さらにもう一つ、私は出訴期間をなぜ現行の六カ月程度に日本の場合はしなければならないかということの理由として、行政処分が文書で出される場合に、はっきり出訴期間があるいは訴願の期間が明示されておれば、国民もある程度それに対応できるわけでありますが、今度の行政不服審査法案には、今の教示義務というものが一部規定されておって、文書による行政処分には今の不服申し立ての期間があればその期間を明示しなければならぬ云々という規定もあるようであります。
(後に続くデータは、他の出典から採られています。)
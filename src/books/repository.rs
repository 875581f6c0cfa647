pub mod memory_book_repository;

use crate::books::domain::model::BookEntity;
use crate::core::repository::Repository;

// BookRepository is the catalog store: the ordered sequence of book records
// for one session.
pub trait BookRepository: Repository<BookEntity> {
    // records whose title or author contains term, ignoring case, in catalog order
    fn search(&self, term: &str) -> Vec<&BookEntity>;
}
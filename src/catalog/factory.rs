use crate::books::factory;
use crate::catalog::domain::CatalogService;
use crate::catalog::domain::service::CatalogServiceImpl;
use crate::core::domain::Configuration;
use crate::gateway::factory::create_publisher;
use crate::gateway::GatewayPublisherVia;

// Each call starts a new session with its own empty catalog.
pub fn create_catalog_service(config: &Configuration) -> Box<dyn CatalogService> {
    let book_repo = factory::create_book_repository();
    let publisher = create_publisher(GatewayPublisherVia::from_enabled(config.publish_events), config.branch_id.as_str());
    Box::new(CatalogServiceImpl::new(config, book_repo, publisher))
}
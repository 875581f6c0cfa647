use serde::{Deserialize, Serialize};
use crate::books::domain::Book;
use crate::core::domain::Identifiable;

// BookEntity is a single record in the catalog. The title doubles as its key
// but nothing stops two records from sharing one.
#[derive(Debug, Clone, PartialEq, Eq, Serialize, Deserialize)]
pub struct BookEntity {
    pub title: String,
    pub author: String,
    pub genre: String,
    pub year: i32,
}

impl BookEntity {
    pub fn new(title: &str, author: &str, genre: &str, year: i32) -> Self {
        Self {
            title: title.to_string(),
            author: author.to_string(),
            genre: genre.to_string(),
            year,
        }
    }
}

impl Identifiable for BookEntity {
    fn id(&self) -> String {
        self.title.to_string()
    }
}

impl Book for BookEntity {
    fn title(&self) -> &str {
        self.title.as_str()
    }

    fn author(&self) -> &str {
        self.author.as_str()
    }
}

#[cfg(test)]
mod tests {
    use crate::books::domain::Book;
    use crate::books::domain::model::BookEntity;
    use crate::core::domain::Identifiable;

    #[test]
    fn test_should_build_books() {
        let book = BookEntity::new("Dune", "Herbert", "Sci-Fi", 1965);
        assert_eq!("Dune", book.title.as_str());
        assert_eq!("Herbert", book.author.as_str());
        assert_eq!("Sci-Fi", book.genre.as_str());
        assert_eq!(1965, book.year);
        assert_eq!("Dune", book.id());
    }

    #[test]
    fn test_should_match_title_or_author_ignoring_case() {
        let book = BookEntity::new("Dune", "Herbert", "Sci-Fi", 1965);
        assert!(book.matches("du"));
        assert!(book.matches("he"));
        assert!(book.matches("herbert"));
        assert!(!book.matches("sci"));
        assert!(!book.matches("orwell"));
    }
}
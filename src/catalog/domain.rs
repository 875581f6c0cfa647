pub mod service;

use serde::{Deserialize, Serialize};
use crate::books::domain::model::BookEntity;
use crate::books::dto::BookDto;
use crate::core::library::LibraryResult;

// CatalogService is the only caller of the catalog store. It owns the boundary
// checks the store leaves out: required fields and year bounds.
pub trait CatalogService {
    fn add_book(&mut self, book: &BookDto) -> LibraryResult<BookDto>;
    // number of removed records, zero when nothing matched
    fn remove_book(&mut self, title: &str) -> LibraryResult<usize>;
    // None when no record carries old_title
    fn update_book(&mut self, old_title: &str, update: &BookUpdate) -> LibraryResult<Option<BookDto>>;
    fn find_books(&self, term: &str) -> LibraryResult<Vec<BookDto>>;
    fn list_books(&self) -> LibraryResult<Vec<BookDto>>;
}

/// Replacement values for an existing record. A field that is `None` or
/// blank keeps the record's current value; a fully populated update
/// overwrites every field.
#[derive(Debug, Clone, Default, PartialEq, Eq, Serialize, Deserialize)]
pub struct BookUpdate {
    pub title: Option<String>,
    pub author: Option<String>,
    pub genre: Option<String>,
    pub year: Option<i32>,
}

impl BookUpdate {
    pub fn full(title: &str, author: &str, genre: &str, year: i32) -> Self {
        Self {
            title: Some(title.to_string()),
            author: Some(author.to_string()),
            genre: Some(genre.to_string()),
            year: Some(year),
        }
    }

    pub fn is_empty(&self) -> bool {
        keep(&self.title) && keep(&self.author) && keep(&self.genre) && self.year.is_none()
    }

    pub fn apply(&self, current: &BookEntity) -> BookEntity {
        BookEntity {
            title: pick(&self.title, &current.title),
            author: pick(&self.author, &current.author),
            genre: pick(&self.genre, &current.genre),
            year: self.year.unwrap_or(current.year),
        }
    }
}

fn keep(value: &Option<String>) -> bool {
    value.as_deref().map_or(true, |v| v.trim().is_empty())
}

fn pick(value: &Option<String>, current: &str) -> String {
    if keep(value) {
        current.to_string()
    } else {
        value.as_deref().unwrap_or(current).to_string()
    }
}
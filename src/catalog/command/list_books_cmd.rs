use serde::{Deserialize, Serialize};
use crate::books::dto::BookDto;
use crate::catalog::domain::CatalogService;
use crate::core::command::{Command, CommandError};

pub struct ListBooksCommand<'a> {
    catalog_service: &'a dyn CatalogService,
}

impl<'a> ListBooksCommand<'a> {
    pub fn new(catalog_service: &'a dyn CatalogService) -> Self {
        Self {
            catalog_service,
        }
    }
}

#[derive(Debug, Default, Deserialize)]
pub struct ListBooksCommandRequest {}

#[derive(Debug, Serialize)]
pub struct ListBooksCommandResponse {
    pub books: Vec<BookDto>,
}

impl ListBooksCommandResponse {
    pub fn new(books: Vec<BookDto>) -> Self {
        Self {
            books,
        }
    }
}

impl<'a> Command<ListBooksCommandRequest, ListBooksCommandResponse> for ListBooksCommand<'a> {
    fn execute(&mut self, _req: ListBooksCommandRequest) -> Result<ListBooksCommandResponse, CommandError> {
        self.catalog_service.list_books().map_err(CommandError::from).map(ListBooksCommandResponse::new)
    }
}
use serde::{Deserialize, Serialize};
use crate::core::domain::Identifiable;

// BookDto is a data transfer object for Catalog service
#[derive(Debug, Clone, PartialEq, Eq, Serialize, Deserialize)]
pub struct BookDto {
    pub title: String,
    pub author: String,
    pub genre: String,
    pub year: i32,
}

impl BookDto {
    pub fn new(title: &str, author: &str, genre: &str, year: i32) -> BookDto {
        BookDto {
            title: title.to_string(),
            author: author.to_string(),
            genre: genre.to_string(),
            year,
        }
    }
}

impl Identifiable for BookDto {
    fn id(&self) -> String {
        self.title.to_string()
    }
}
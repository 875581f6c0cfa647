use tracing::debug;
use crate::books::domain::Book;
use crate::books::domain::model::BookEntity;
use crate::books::repository::BookRepository;
use crate::core::repository::Repository;

#[derive(Debug, Default, Clone)]
pub struct MemoryBookRepository {
    records: Vec<BookEntity>,
}

impl MemoryBookRepository {
    pub fn new() -> Self {
        Self::default()
    }
}

impl Repository<BookEntity> for MemoryBookRepository {
    fn create(&mut self, entity: BookEntity) {
        debug!(title = entity.title.as_str(), "appending book");
        self.records.push(entity);
    }

    fn update(&mut self, key: &str, entity: BookEntity) -> bool {
        match self.records.iter_mut().find(|b| b.title == key) {
            Some(existing) => {
                *existing = entity;
                true
            }
            None => false,
        }
    }

    fn get(&self, key: &str) -> Option<&BookEntity> {
        self.records.iter().find(|b| b.title == key)
    }

    fn delete(&mut self, key: &str) -> usize {
        let before = self.records.len();
        self.records.retain(|b| b.title != key);
        before - self.records.len()
    }

    fn list(&self) -> &[BookEntity] {
        &self.records
    }
}

impl BookRepository for MemoryBookRepository {
    fn search(&self, term: &str) -> Vec<&BookEntity> {
        let needle = term.to_lowercase();
        self.records.iter().filter(|b| b.matches(needle.as_str())).collect()
    }
}

#[cfg(test)]
mod tests {
    use pretty_assertions::assert_eq;
    use proptest::prelude::*;
    use crate::books::domain::model::BookEntity;
    use crate::books::repository::BookRepository;
    use crate::books::repository::memory_book_repository::MemoryBookRepository;
    use crate::core::repository::Repository;

    fn dune() -> BookEntity {
        BookEntity::new("Dune", "Herbert", "Sci-Fi", 1965)
    }

    fn nineteen_eighty_four() -> BookEntity {
        BookEntity::new("1984", "Orwell", "Dystopian", 1949)
    }

    #[test]
    fn test_should_start_empty() {
        let repo = MemoryBookRepository::new();
        assert!(repo.is_empty());
        assert_eq!(0, repo.len());
        assert!(repo.list().is_empty());
    }

    #[test]
    fn test_should_add_book() {
        let mut repo = MemoryBookRepository::new();
        repo.create(dune());
        assert_eq!(vec![dune()], repo.list().to_vec());
    }

    #[test]
    fn test_should_search_by_author() {
        let mut repo = MemoryBookRepository::new();
        repo.create(dune());
        repo.create(nineteen_eighty_four());
        assert_eq!(vec![&dune()], repo.search("he"));
        assert_eq!(vec![&nineteen_eighty_four()], repo.search("ORW"));
        assert!(repo.search("tolkien").is_empty());
    }

    #[test]
    fn test_should_ignore_delete_of_missing_title() {
        let mut repo = MemoryBookRepository::new();
        repo.create(nineteen_eighty_four());
        assert_eq!(0, repo.delete("Dune"));
        assert_eq!(vec![nineteen_eighty_four()], repo.list().to_vec());
    }

    #[test]
    fn test_should_delete_every_match() {
        let mut repo = MemoryBookRepository::new();
        repo.create(dune());
        repo.create(nineteen_eighty_four());
        repo.create(BookEntity::new("Dune", "Someone Else", "Sci-Fi", 2021));
        assert_eq!(2, repo.delete("Dune"));
        assert_eq!(vec![nineteen_eighty_four()], repo.list().to_vec());
    }

    #[test]
    fn test_should_delete_case_sensitively() {
        let mut repo = MemoryBookRepository::new();
        repo.create(dune());
        assert_eq!(0, repo.delete("dune"));
        assert_eq!(1, repo.len());
    }

    #[test]
    fn test_should_update_book() {
        let mut repo = MemoryBookRepository::new();
        repo.create(dune());
        repo.create(nineteen_eighty_four());
        let updated = BookEntity::new("Nineteen Eighty-Four", "Orwell", "Dystopian", 1949);
        assert!(repo.update("1984", updated.clone()));
        assert_eq!(vec![dune(), updated], repo.list().to_vec());
    }

    #[test]
    fn test_should_update_first_match_only() {
        let mut repo = MemoryBookRepository::new();
        let second = BookEntity::new("Dune", "Someone Else", "Sci-Fi", 2021);
        repo.create(dune());
        repo.create(second.clone());
        let replacement = BookEntity::new("Dune Messiah", "Herbert", "Sci-Fi", 1969);
        assert!(repo.update("Dune", replacement.clone()));
        assert_eq!(vec![replacement, second], repo.list().to_vec());
        assert_eq!(Some(&BookEntity::new("Dune", "Someone Else", "Sci-Fi", 2021)), repo.get("Dune"));
    }

    #[test]
    fn test_should_ignore_update_of_missing_title() {
        let mut repo = MemoryBookRepository::new();
        repo.create(dune());
        assert!(!repo.update("1984", nineteen_eighty_four()));
        assert_eq!(vec![dune()], repo.list().to_vec());
    }

    fn arb_book() -> impl Strategy<Value = BookEntity> {
        ("[A-Za-z]{1,6}", "[A-Za-z]{0,6}", "[A-Za-z]{0,6}", 1800..=2100i32)
            .prop_map(|(t, a, g, y)| BookEntity::new(&t, &a, &g, y))
    }

    proptest! {
        #[test]
        fn prop_added_book_is_last(books in prop::collection::vec(arb_book(), 0..20), book in arb_book()) {
            let mut repo = MemoryBookRepository::new();
            for b in books {
                repo.create(b);
            }
            let before = repo.len();
            repo.create(book.clone());
            prop_assert_eq!(before + 1, repo.len());
            prop_assert_eq!(Some(&book), repo.list().last());
        }

        #[test]
        fn prop_delete_keeps_others_in_order(books in prop::collection::vec(arb_book(), 0..20), pick in any::<prop::sample::Index>()) {
            let mut repo = MemoryBookRepository::new();
            for b in books.iter().cloned() {
                repo.create(b);
            }
            let title = if books.is_empty() { "missing".to_string() } else { books[pick.index(books.len())].title.clone() };
            let expected: Vec<BookEntity> = books.iter().filter(|b| b.title != title).cloned().collect();
            let removed = repo.delete(&title);
            prop_assert_eq!(books.len() - expected.len(), removed);
            prop_assert_eq!(expected, repo.list().to_vec());
        }

        #[test]
        fn prop_update_changes_first_match_only(books in prop::collection::vec(arb_book(), 1..20), pick in any::<prop::sample::Index>(), replacement in arb_book()) {
            let mut repo = MemoryBookRepository::new();
            for b in books.iter().cloned() {
                repo.create(b);
            }
            let title = books[pick.index(books.len())].title.clone();
            let first = books.iter().position(|b| b.title == title).unwrap();
            let mut expected = books.clone();
            expected[first] = replacement.clone();
            prop_assert!(repo.update(&title, replacement));
            prop_assert_eq!(expected, repo.list().to_vec());
        }

        #[test]
        fn prop_search_returns_exact_subset(books in prop::collection::vec(arb_book(), 0..20), term in "[a-zA-Z]{1,3}") {
            let mut repo = MemoryBookRepository::new();
            for b in books.iter().cloned() {
                repo.create(b);
            }
            let needle = term.to_lowercase();
            let expected: Vec<&BookEntity> = books.iter()
                .filter(|b| b.title.to_lowercase().contains(&needle) || b.author.to_lowercase().contains(&needle))
                .collect();
            prop_assert_eq!(expected, repo.search(&term));
        }
    }
}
しかし私は、それを義務づけておるようでありますが、訴願だけでなしに、出訴期間を告知するあるいは教示する義務を行政庁に義務づける、そういう立法化をしなければ、この行政事件訴訟法という法律を知らないために、三カ月の訴えができなくなるということにもなるわけでありますから、出訴期間を告知する義務を立法化するという作業が伴わなければ、私は六カ月を直ちに三カ月に短縮するということはやはり改悪になると思う。六カ月でそれほど現在の行政事務が支障を来たし、停滞を来たしておるとはとうてい考えられないわけでありまして、そういう意味で私は、この規定を短縮されたことに対して合理的な理由を見出すことができないのであります。しかし、今の局長の御答弁は御答弁として一応承っておきます。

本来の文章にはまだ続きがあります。